El Eternauta entre nosotros: lo que se hereda se transforma
Por Julieta Strasberg
La serie de Bruno Stagnaro no se limita a adaptar la historieta de Oesterheld y Solano López, sino que la relee desde las tensiones del presente: desconfianza, fragilidad del lazo social, representación de género, memoria política y la irrupción de Argentina en el escenario global del streaming.
El Eternauta vuelve. Pero esta vez, bajo el lente de Bruno Stagnaro, la nevada mortal cae en un país que no es del todo el mismo, aunque lo parezca. La esperada serie, inspirada en la historieta de Héctor Germán Oesterheld y Francisco Solano López, propone una relectura crítica y profundamente contemporánea de aquel relato fundacional del imaginario argentino. El inicio en un velero, con tres mujeres al mando, marca un gesto de ruptura: otro espacio, otra sensibilidad.

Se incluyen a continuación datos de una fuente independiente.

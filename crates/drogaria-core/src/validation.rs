//! # Validation Module
//!
//! Input validation utilities for Drogaria POS.
//!
//! ## Validation Strategy
//! ```text
//! ┌─────────────────────────────────────────────────────────────────────────┐
//! │                      Validation Layers                                  │
//! │                                                                         │
//! │  Layer 1: CLI shell                                                    │
//! │  ├── Prompts, menu choices, price text → Money                         │
//! │  └── Immediate operator feedback                                       │
//! │           │                                                             │
//! │           ▼                                                             │
//! │  Layer 2: Domain constructors (Customer::new, Drug::new, ...)          │
//! │  └── THIS MODULE: field rules                                          │
//! │           │                                                             │
//! │           ▼                                                             │
//! │  Layer 3: Registries (drogaria-store)                                  │
//! │  └── Duplicate natural keys, per the configured policy                 │
//! └─────────────────────────────────────────────────────────────────────────┘
//! ```

use crate::error::ValidationError;
use crate::money::Money;

/// Result type for validation operations.
pub type ValidationResult<T> = Result<T, ValidationError>;

/// Longest accepted CPF text (formatted CPF is 14 characters).
pub const MAX_CPF_LEN: usize = 32;

/// Longest accepted name for any entity.
pub const MAX_NAME_LEN: usize = 200;

/// Highest accepted unit price: R$1,000,000.00.
///
/// Keeps every cart subtotal and daily revenue sum far inside `i64`
/// centavos.
pub const MAX_PRICE: Money = Money::from_cents(100_000_000);

/// Validates a customer taxpayer ID (CPF).
///
/// ## Rules
/// - Must not be empty
/// - At most 32 characters
///
/// The check digits are NOT verified; the counter accepts any
/// identifier the customer presents.
///
/// ## Example
/// ```rust
/// use drogaria_core::validation::validate_cpf;
///
/// assert!(validate_cpf("123.456.789-09").is_ok());
/// assert!(validate_cpf("").is_err());
/// ```
pub fn validate_cpf(cpf: &str) -> ValidationResult<()> {
    let cpf = cpf.trim();

    if cpf.is_empty() {
        return Err(ValidationError::required("customer id"));
    }

    if cpf.chars().count() > MAX_CPF_LEN {
        return Err(ValidationError::TooLong {
            field: "customer id".to_string(),
            max: MAX_CPF_LEN,
        });
    }

    Ok(())
}

/// Validates a display name (customer, drug or laboratory).
///
/// ## Rules
/// - Must not be empty
/// - At most 200 characters
pub fn validate_name(field: &str, name: &str) -> ValidationResult<()> {
    let name = name.trim();

    if name.is_empty() {
        return Err(ValidationError::required(field));
    }

    if name.chars().count() > MAX_NAME_LEN {
        return Err(ValidationError::TooLong {
            field: field.to_string(),
            max: MAX_NAME_LEN,
        });
    }

    Ok(())
}

/// Validates a unit price.
///
/// ## Rules
/// - Must be non-negative (>= 0)
/// - Zero is allowed (free samples)
/// - At most [`MAX_PRICE`]
pub fn validate_price(price: Money) -> ValidationResult<()> {
    if price.is_negative() || price > MAX_PRICE {
        return Err(ValidationError::OutOfRange {
            field: "price".to_string(),
            min: 0,
            max: MAX_PRICE.cents(),
        });
    }

    Ok(())
}

#[cfg(test)]
mod tests {
    use super::*;

    #[test]
    fn test_validate_cpf() {
        assert!(validate_cpf("123.456.789-09").is_ok());
        assert!(validate_cpf("1").is_ok());
        assert!(validate_cpf("").is_err());
        assert!(validate_cpf("   ").is_err());
        assert!(validate_cpf(&"9".repeat(40)).is_err());
    }

    #[test]
    fn test_validate_name() {
        assert!(validate_name("drug name", "Dipirona 500mg").is_ok());
        assert!(validate_name("drug name", "").is_err());
        assert!(validate_name("drug name", &"A".repeat(300)).is_err());
    }

    #[test]
    fn test_validate_price() {
        assert!(validate_price(Money::zero()).is_ok());
        assert!(validate_price(Money::from_cents(1099)).is_ok());
        assert!(validate_price(Money::from_cents(-100)).is_err());
        assert!(validate_price(MAX_PRICE).is_ok());
    }

    #[test]
    fn test_validate_price_rejects_above_cap() {
        let over = Money::from_cents(MAX_PRICE.cents() + 1);
        assert!(matches!(
            validate_price(over),
            Err(ValidationError::OutOfRange { max: 100_000_000, .. })
        ));

        let huge: Money = "92233720368547758.07".parse().unwrap();
        assert!(validate_price(huge).is_err());
    }
}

Los puristas se habrán sorprendido por esta escena ajena al relato original.
La serie se despliega en seis episodios —de “Noche de truco” a “Jugo de tomate frío”— donde cada uno propone una atmósfera propia: del juego a la sospecha, del magnetismo al credo, del paisaje a la sangre derramada. Como un viaje por capas de hielo y verdad, cada capítulo condensa una pregunta sobre el presente, en torno a cómo narrar lo común cuando el lazo social está en crisis.
En líneas generales, el primer episodio honra el núcleo del cómic —la nevada letal, la amistad, la invención del traje aislante y la amenaza exterior—, pero desde el segundo capítulo la serie se despega para ingresar en un terreno más íntimo y político. Stagnaro desplaza el eje hacia el presente argentino: desconfianza, caos, miedo al otro. La épica colectiva cede lugar a un drama de microconflictos sociales. Es un Eternauta post-2001, en el que la amenaza también nace de la disolución del lazo comunitario.
Y en esa línea, hay una resonancia inevitable con nuestra propia historia reciente. El desconcierto de los primeros capítulos evoca el escenario post-pandémico: escasez, protocolos improvisados, la súbita desaparición de lo cotidiano. No faltan las escenas en las que los personajes se lanzan a vaciar el supermercado chino del barrio, lo que —en clave de humor ácido— nos remite a las estampidas por el papel higiénico allá por marzo de 2020. Una coincidencia inquietante, que revela hasta qué punto los relatos apocalípticos hablan también del presente, incluso sin quererlo.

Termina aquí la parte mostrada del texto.